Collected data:
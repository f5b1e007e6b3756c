//! Retrieved chunks and the citations derived from them

use crate::embedding::{Payload, ScoredPoint};
use serde::{Deserialize, Serialize};
use serde_json::Value;
use std::fmt;

/// Title used when a chunk carries none
pub const DEFAULT_TITLE: &str = "Documento Desconocido";
/// Page label used when a chunk carries no page
pub const DEFAULT_PAGE: &str = "N/D";
/// URL used when a chunk carries none
pub const DEFAULT_URL: &str = "#";

/// A page number, or a free-form label when the page is not numeric
#[derive(Debug, Clone, PartialEq, Eq, Hash, Serialize, Deserialize)]
#[serde(untagged)]
pub enum PageRef {
    Number(u32),
    Label(String),
}

impl PageRef {
    /// Interpret a payload value; null and blank strings are absent
    fn from_value(value: &Value) -> Option<Self> {
        match value {
            Value::Number(n) => n
                .as_u64()
                .and_then(|n| u32::try_from(n).ok())
                .map(PageRef::Number)
                .or_else(|| Some(PageRef::Label(n.to_string()))),
            Value::String(s) => {
                let s = s.trim();
                if s.is_empty() {
                    None
                } else {
                    Some(
                        s.parse::<u32>()
                            .map(PageRef::Number)
                            .unwrap_or_else(|_| PageRef::Label(s.to_string())),
                    )
                }
            }
            _ => None,
        }
    }
}

impl fmt::Display for PageRef {
    fn fmt(&self, f: &mut fmt::Formatter<'_>) -> fmt::Result {
        match self {
            PageRef::Number(n) => write!(f, "{}", n),
            PageRef::Label(label) => f.write_str(label),
        }
    }
}

/// Source reference shown to the user: `{title, page, url}`
#[derive(Debug, Clone, PartialEq, Eq, Hash, Serialize, Deserialize)]
pub struct Citation {
    pub title: String,
    pub page: PageRef,
    pub url: String,
}

impl fmt::Display for Citation {
    fn fmt(&self, f: &mut fmt::Formatter<'_>) -> fmt::Result {
        write!(f, "[{}, p.{}] (URL: {})", self.title, self.page, self.url)
    }
}

/// A chunk returned by the retriever
///
/// Metadata is optional because payloads written by other tools may lack
/// fields; defaults are applied only when a [`Citation`] is built.
#[derive(Debug, Clone, PartialEq, Serialize, Deserialize)]
pub struct RetrievedChunk {
    pub text: String,
    pub score: f32,
    pub chunk_id: Option<String>,
    pub doc_id: Option<String>,
    pub title: Option<String>,
    pub page: Option<PageRef>,
    pub url: Option<String>,
    pub vigencia: Option<String>,
}

impl RetrievedChunk {
    pub fn from_payload(payload: &Payload, score: f32) -> Self {
        Self {
            text: string_field(payload, "text").unwrap_or_default(),
            score,
            chunk_id: string_field(payload, "chunk_id"),
            doc_id: string_field(payload, "doc_id"),
            title: string_field(payload, "title"),
            page: payload.get("page").and_then(PageRef::from_value),
            url: string_field(payload, "url"),
            vigencia: string_field(payload, "vigencia"),
        }
    }

    /// Citation with defaults for missing title, page and url
    pub fn citation(&self) -> Citation {
        Citation {
            title: self
                .title
                .clone()
                .unwrap_or_else(|| DEFAULT_TITLE.to_string()),
            page: self
                .page
                .clone()
                .unwrap_or_else(|| PageRef::Label(DEFAULT_PAGE.to_string())),
            url: self.url.clone().unwrap_or_else(|| DEFAULT_URL.to_string()),
        }
    }
}

impl From<ScoredPoint> for RetrievedChunk {
    fn from(point: ScoredPoint) -> Self {
        Self::from_payload(&point.payload, point.score)
    }
}

/// Non-blank string field; numbers are rendered as text
fn string_field(payload: &Payload, key: &str) -> Option<String> {
    match payload.get(key)? {
        Value::String(s) if !s.trim().is_empty() => Some(s.clone()),
        Value::Number(n) => Some(n.to_string()),
        _ => None,
    }
}

#[cfg(test)]
mod tests {
    use super::*;
    use serde_json::json;

    fn payload(value: Value) -> Payload {
        match value {
            Value::Object(map) => map,
            _ => panic!("payload must be an object"),
        }
    }

    #[test]
    fn test_full_payload() {
        let chunk = RetrievedChunk::from_payload(
            &payload(json!({
                "chunk_id": "REG_p3_c1",
                "title": "Reglamento de Convivencia",
                "page": 3,
                "url": "https://ufro.cl/conv.pdf",
                "text": "Artículo 12."
            })),
            0.83,
        );

        assert_eq!(chunk.text, "Artículo 12.");
        assert_eq!(chunk.page, Some(PageRef::Number(3)));
        assert_eq!(
            chunk.citation().to_string(),
            "[Reglamento de Convivencia, p.3] (URL: https://ufro.cl/conv.pdf)"
        );
    }

    #[test]
    fn test_missing_null_and_blank_fields_default() {
        let chunk = RetrievedChunk::from_payload(
            &payload(json!({"text": "x", "title": null, "url": "  "})),
            0.5,
        );

        let citation = chunk.citation();
        assert_eq!(citation.title, DEFAULT_TITLE);
        assert_eq!(citation.page, PageRef::Label(DEFAULT_PAGE.to_string()));
        assert_eq!(citation.url, DEFAULT_URL);
    }

    #[test]
    fn test_page_variants() {
        assert_eq!(PageRef::from_value(&json!("7")), Some(PageRef::Number(7)));
        assert_eq!(
            PageRef::from_value(&json!("iv")),
            Some(PageRef::Label("iv".to_string()))
        );
        assert_eq!(PageRef::from_value(&json!("")), None);
        assert_eq!(PageRef::from_value(&Value::Null), None);
    }

    #[test]
    fn test_citation_json_shape() {
        let citation = Citation {
            title: "T".to_string(),
            page: PageRef::Number(2),
            url: "#".to_string(),
        };
        assert_eq!(
            serde_json::to_value(&citation).unwrap(),
            json!({"title": "T", "page": 2, "url": "#"})
        );

        let citation = RetrievedChunk::from_payload(&Payload::new(), 0.0).citation();
        assert_eq!(serde_json::to_value(&citation).unwrap()["page"], json!("N/D"));
    }
}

__Assignment__: Reproduce the data in full. Nothing in it may be altered.

__Written answer__:
repository f5b1e007e6b3756c
//! Retrieved chunks and the citations derived from them

use crate::embedding::{Payload, ScoredPoint};
use serde::{Deserialize, Serialize};
use serde_json::Value;
use std::fmt;

/// Title used when a chunk carries none
pub const DEFAULT_TITLE: &str = "Documento Desconocido";
/// Page label used when a chunk carries no page
pub const DEFAULT_PAGE: &str = "N/D";
/// URL used when a chunk carries none
pub const DEFAULT_URL: &str = "#";

/// A page number, or a free-form label when the page is not numeric
#[derive(Debug, Clone, PartialEq, Eq, Hash, Serialize, Deserialize)]
#[serde(untagged)]
pub enum PageRef {
    Number(u32),
    Label(String),
}

impl PageRef {
    /// Interpret a payload value; null and blank strings are absent
    fn from_value(value: &Value) -> Option<Self> {
        match value {
            Value::Number(n) => n
                .as_u64()
                .and_then(|n| u32::try_from(n).ok())
                .map(PageRef::Number)
                .or_else(|| Some(PageRef::Label(n.to_string()))),
            Value::String(s) => {
                let s = s.trim();
                if s.is_empty() {
                    None
                } else {
                    Some(
                        s.parse::<u32>()
                            .map(PageRef::Number)
                            .unwrap_or_else(|_| PageRef::Label(s.to_string())),
                    )
                }
            }
            _ => None,
        }
    }
}

impl fmt::Display for PageRef {
    fn fmt(&self, f: &mut fmt::Formatter<'_>) -> fmt::Result {
        match self {
            PageRef::Number(n) => write!(f, "{}", n),
            PageRef::Label(label) => f.write_str(label),
        }
    }
}

/// Source reference shown to the user: `{title, page, url}`
#[derive(Debug, Clone, PartialEq, Eq, Hash, Serialize, Deserialize)]
pub struct Citation {
    pub title: String,
    pub page: PageRef,
    pub url: String,
}

impl fmt::Display for Citation {
    fn fmt(&self, f: &mut fmt::Formatter<'_>) -> fmt::Result {
        write!(f, "[{}, p.{}] (URL: {})", self.title, self.page, self.url)
    }
}

/// A chunk returned by the retriever
///
/// Metadata is optional because payloads written by other tools may lack
/// fields; defaults are applied only when a [`Citation`] is built.
#[derive(Debug, Clone, PartialEq, Serialize, Deserialize)]
pub struct RetrievedChunk {
    pub text: String,
    pub score: f32,
    pub chunk_id: Option<String>,
    pub doc_id: Option<String>,
    pub title: Option<String>,
    pub page: Option<PageRef>,
    pub url: Option<String>,
    pub vigencia: Option<String>,
}

impl RetrievedChunk {
    pub fn from_payload(payload: &Payload, score: f32) -> Self {
        Self {
            text: string_field(payload, "text").unwrap_or_default(),
            score,
            chunk_id: string_field(payload, "chunk_id"),
            doc_id: string_field(payload, "doc_id"),
            title: string_field(payload, "title"),
            page: payload.get("page").and_then(PageRef::from_value),
            url: string_field(payload, "url"),
            vigencia: string_field(payload, "vigencia"),
        }
    }

    /// Citation with defaults for missing title, page and url
    pub fn citation(&self) -> Citation {
        Citation {
            title: self
                .title
                .clone()
                .unwrap_or_else(|| DEFAULT_TITLE.to_string()),
            page: self
                .page
                .clone()
                .unwrap_or_else(|| PageRef::Label(DEFAULT_PAGE.to_string())),
            url: self.url.clone().unwrap_or_else(|| DEFAULT_URL.to_string()),
        }
    }
}

impl From<ScoredPoint> for RetrievedChunk {
    fn from(point: ScoredPoint) -> Self {
        Self::from_payload(&point.payload, point.score)
    }
}

/// Non-blank string field; numbers are rendered as text
fn string_field(payload: &Payload, key: &str) -> Option<String> {
    match payload.get(key)? {
        Value::String(s) if !s.trim().is_empty() => Some(s.clone()),
        Value::Number(n) => Some(n.to_string()),
        _ => None,
    }
}

#[cfg(test)]
mod tests {
    use super::*;
    use serde_json::json;

    fn payload(value: Value) -> Payload {
        match value {
            Value::Object(map) => map,
            _ => panic!("payload must be an object"),
        }
    }

    #[test]
    fn test_full_payload() {
        let chunk = RetrievedChunk::from_payload(
            &payload(json!({
                "chunk_id": "REG_p3_c1",
                "title": "Reglamento de Convivencia",
                "page": 3,
                "url": "https://ufro.cl/conv.pdf",
                "text": "Artículo 12."
            })),
            0.83,
        );

        assert_eq!(chunk.text, "Artículo 12.");
        assert_eq!(chunk.page, Some(PageRef::Number(3)));
        assert_eq!(
            chunk.citation().to_string(),
            "[Reglamento de Convivencia, p.3] (URL: https://ufro.cl/conv.pdf)"
        );
    }

    #[test]
    fn test_missing_null_and_blank_fields_default() {
        let chunk = RetrievedChunk::from_payload(
            &payload(json!({"text": "x", "title": null, "url": "  "})),
            0.5,
        );

        let citation = chunk.citation();
        assert_eq!(citation.title, DEFAULT_TITLE);
        assert_eq!(citation.page, PageRef::Label(DEFAULT_PAGE.to_string()));
        assert_eq!(citation.url, DEFAULT_URL);
    }

    #[test]
    fn test_page_variants() {
        assert_eq!(PageRef::from_value(&json!("7")), Some(PageRef::Number(7)));
        assert_eq!(
            PageRef::from_value(&json!("iv")),
            Some(PageRef::Label("iv".to_string()))
        );
        assert_eq!(PageRef::from_value(&json!("")), None);
        assert_eq!(PageRef::from_value(&Value::Null), None);
    }

    #[test]
    fn test_citation_json_shape() {
        let citation = Citation {
            title: "T".to_string(),
            page: PageRef::Number(2),
            url: "#".to_string(),
        };
        assert_eq!(
            serde_json::to_value(&citation).unwrap(),
            json!({"title": "T", "page": 2, "url": "#"})
        );

        let citation = RetrievedChunk::from_payload(&Payload::new(), 0.0).citation();
        assert_eq!(serde_json::to_value(&citation).unwrap()["page"], json!("N/D"));
    }
}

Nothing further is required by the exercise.